The PPP loan data used in this analysis was obtained from the U.S. Small Business Administration (SBA) through the Freedom of Information Act (FOIA). The dataset contains detailed information about the Paycheck Protection Program loans distributed during the COVID-19 pandemic.
Creating public_all Table and Handling Duplicates
The first step involved creating the public_all table by merging data from 12 different sources. Duplicates were identified and removed to ensure data integrity.
Checking and Dealing with Null Values Null values were checked and handled across various columns:
- LoanNumber: Null values were identified.
- Other Columns: Columns like
NAICSCode,UTILITIES_PROCEED,PAYROLL_PROCEED, and others were analyzed for null values. These were either removed or replaced with zeros for meaningful analysis.
The BusinessType column contained various categories, including non-profit organizations.

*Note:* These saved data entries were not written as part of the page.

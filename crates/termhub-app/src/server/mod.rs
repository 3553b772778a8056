//! PTY server for `termhub serve`
//!
//! Every WebSocket under `/{prefix}/...` gets its own shell. Binary frames and
//! single characters are keystrokes, a `{"type":"resize",...}` text frame
//! resizes the PTY, and shell output goes back as binary frames.

pub mod pty;

use std::collections::HashMap;
use std::io::Read;
use std::sync::Arc;

use anyhow::{Context, Result};
use axum::{
    extract::{
        ws::{Message, WebSocket},
        Path, Query, State, WebSocketUpgrade,
    },
    http::StatusCode,
    response::{IntoResponse, Response},
    routing::get,
    Router,
};
use colored::Colorize;
use futures_util::{SinkExt, StreamExt};
use tokio::net::TcpListener;
use tokio::sync::mpsc;

use termhub_types::{Geometry, ShellInput, DEFAULT_COLS, DEFAULT_ROWS};

use crate::config::ServerSettings;
use pty::PtyProcess;

/// Bytes read from a PTY per output frame at most
const READ_CHUNK: usize = 4096;

#[derive(Clone)]
pub struct ServerState {
    shell: Arc<str>,
    token: Option<Arc<str>>,
}

/// Routes for the socket endpoints of `settings`
pub fn router(settings: &ServerSettings) -> Router {
    let state = ServerState {
        shell: Arc::from(settings.shell.as_str()),
        token: settings.token.as_deref().map(Arc::from),
    };
    let prefix = settings.prefix.trim_matches('/');
    let path = if prefix.is_empty() {
        "/*endpoint".to_string()
    } else {
        format!("/{}/*endpoint", prefix)
    };
    Router::new()
        .route(&path, get(socket_handler))
        .with_state(state)
}

pub async fn serve(settings: ServerSettings) -> Result<()> {
    let listener = TcpListener::bind(settings.bind)
        .await
        .with_context(|| format!("Failed to bind {}", settings.bind))?;
    println!(
        "{}",
        format!("termhub serving {} on ws://{}/{}/", settings.shell, settings.bind, settings.prefix)
            .bright_cyan()
    );
    serve_on(listener, settings).await
}

/// Serve on an already bound listener until Ctrl-C
pub async fn serve_on(listener: TcpListener, settings: ServerSettings) -> Result<()> {
    let app = router(&settings);
    axum::serve(listener, app)
        .with_graceful_shutdown(async {
            if tokio::signal::ctrl_c().await.is_ok() {
                log::info!("Shutting down");
            }
        })
        .await
        .context("Server failed")
}

async fn socket_handler(
    ws: WebSocketUpgrade,
    State(state): State<ServerState>,
    Path(endpoint): Path<String>,
    Query(query): Query<HashMap<String, String>>,
) -> Response {
    if let Some(expected) = &state.token {
        if query.get("token").map(String::as_str) != Some(expected.as_ref()) {
            log::warn!("Rejecting connection to {} with a bad token", endpoint);
            return StatusCode::UNAUTHORIZED.into_response();
        }
    }
    ws.on_upgrade(move |socket| handle_socket(socket, state, endpoint))
}

async fn handle_socket(socket: WebSocket, state: ServerState, endpoint: String) {
    let mut pty = match PtyProcess::spawn(&state.shell, Geometry::new(DEFAULT_ROWS, DEFAULT_COLS))
    {
        Ok(pty) => pty,
        Err(e) => {
            log::error!("{:#}", e);
            return;
        }
    };
    let Some(reader) = pty.take_reader() else {
        return;
    };
    log::info!(
        "Shell {} started for {} (pid {:?})",
        state.shell,
        endpoint,
        pty.process_id()
    );

    let (output_tx, mut output_rx) = mpsc::channel::<Vec<u8>>(64);
    std::thread::spawn(move || pump_output(reader, output_tx));

    let (mut sink, mut stream) = socket.split();
    loop {
        tokio::select! {
            chunk = output_rx.recv() => match chunk {
                Some(bytes) => {
                    if sink.send(Message::Binary(bytes)).await.is_err() {
                        break;
                    }
                }
                None => {
                    log::info!("Shell for {} exited", endpoint);
                    let _ = sink.send(Message::Close(None)).await;
                    break;
                }
            },
            message = stream.next() => match message {
                Some(Ok(Message::Binary(bytes))) => write_input(&mut pty, &bytes),
                Some(Ok(Message::Text(text))) => match ShellInput::classify(&text) {
                    ShellInput::Keys(keys) => write_input(&mut pty, keys.as_bytes()),
                    ShellInput::Resize(geometry) => {
                        log::debug!("Resizing {} to {}", endpoint, geometry);
                        if let Err(e) = pty.resize(geometry) {
                            log::warn!("{:#}", e);
                        }
                    }
                    ShellInput::Empty => {}
                },
                Some(Ok(Message::Close(_))) | None => break,
                Some(Ok(_)) => {}
                Some(Err(e)) => {
                    log::debug!("Socket for {} failed: {}", endpoint, e);
                    break;
                }
            },
        }
    }

    log::info!("Closing shell for {}", endpoint);
    // Termination waits briefly for the shell to exit
    let _ = tokio::task::spawn_blocking(move || drop(pty)).await;
}

fn write_input(pty: &mut PtyProcess, bytes: &[u8]) {
    if let Err(e) = pty.write(bytes) {
        log::warn!("{:#}", e);
    }
}

/// Forward blocking PTY reads until the shell goes away
fn pump_output(mut reader: Box<dyn Read + Send>, output: mpsc::Sender<Vec<u8>>) {
    let mut buf = [0u8; READ_CHUNK];
    loop {
        match reader.read(&mut buf) {
            Ok(0) => break,
            Ok(n) => {
                if output.blocking_send(buf[..n].to_vec()).is_err() {
                    break;
                }
            }
            Err(e) if e.kind() == std::io::ErrorKind::Interrupted => continue,
            Err(e) => {
                log::debug!("PTY read ended: {}", e);
                break;
            }
        }
    }
}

Null values in this column were resolved by analyzing loan amounts:
- Organizations with an InitialApprovalAmount above 4M USD were categorized as for-profit.
- Organizations with an InitialApprovalAmount below 4M USD were categorized as non-profit.

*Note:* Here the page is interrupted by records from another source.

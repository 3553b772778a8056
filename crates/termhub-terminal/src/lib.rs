//! Terminal sessions multiplexed over one connection
//!
//! A [`SessionRegistry`] owns the sessions and decides which one is live; only
//! the active session holds a [`TerminalView`], the rest keep a serialized
//! [`Snapshot`] of their screen. The [`ResizeCoordinator`] and [`PanelState`]
//! cover the geometry and layout state around the terminal surface.

pub mod panel;
pub mod registry;
pub mod resize;
pub mod screen;
pub mod session;
pub mod storage;
pub mod view;

pub use panel::PanelState;
pub use registry::{RegistryError, SessionRegistry};
pub use resize::{ContainerSize, Debouncer, DragResize, ResizeCoordinator};
pub use screen::{ScreenView, ScreenViewFactory};
pub use session::{SessionId, SessionInfo, SessionPhase, TerminalSession};
pub use storage::{KeyValueStore, MemoryStore, StorageError};
pub use view::{CellMetrics, DisposeError, Snapshot, Surface, TerminalView, ViewFactory};

/// Scrollback kept by each live view
pub const DEFAULT_SCROLLBACK_LINES: usize = 1000;

/// Storage key of the persisted terminal height in pixels
pub const TERM_HEIGHT_KEY: &str = "term.height";

/// Storage key of the persisted panel visibility
pub const TERM_SHOW_KEY: &str = "term.show";

/// Storage key of the persisted toggle button position
pub const TERM_BUTTON_POS_KEY: &str = "term.btn.pos";

/// Smallest top offset the toggle button may be dragged to
pub const MIN_BUTTON_TOP: i32 = 60;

This categorization was based on an extensive analysis of loan amounts borrowed by different organization types.
Exploring Loan Data SQL queries were executed to explore the dataset, including:
- Identifying top lenders and borrowers.
- Analyzing loan amounts across different states, cities, and industries.
- Ensuring data accuracy by removing duplicates within the
Borrowerstable.
Creating Tables for Analysis Three main tables were created for in-depth analysis:
- Borrowers: Contains relevant borrower information.
- ServicingLender: Contains information about the servicing lenders.
- OriginatingLender: Contains information about the originating lenders.
Various analytical queries were run to derive insights, including:
- Calculating top and bottom loans.
- Analyzing total loan amounts and ratios.
- Identifying lending patterns across industries, states, and cities.
- Analyzing loan forgiveness data, including forgiven amounts and dates.
The analysis revealed valuable insights into PPP loan distribution across different organizations, industries, and regions. The categorization of organizations into non-profit and for-profit based on loan amounts provided a comprehensive understanding of borrowing patterns.
This README provides a high-level summary of the project. For detailed SQL queries and specific code, please refer to the corresponding code files in the repository.
Thank you for your interest in our project.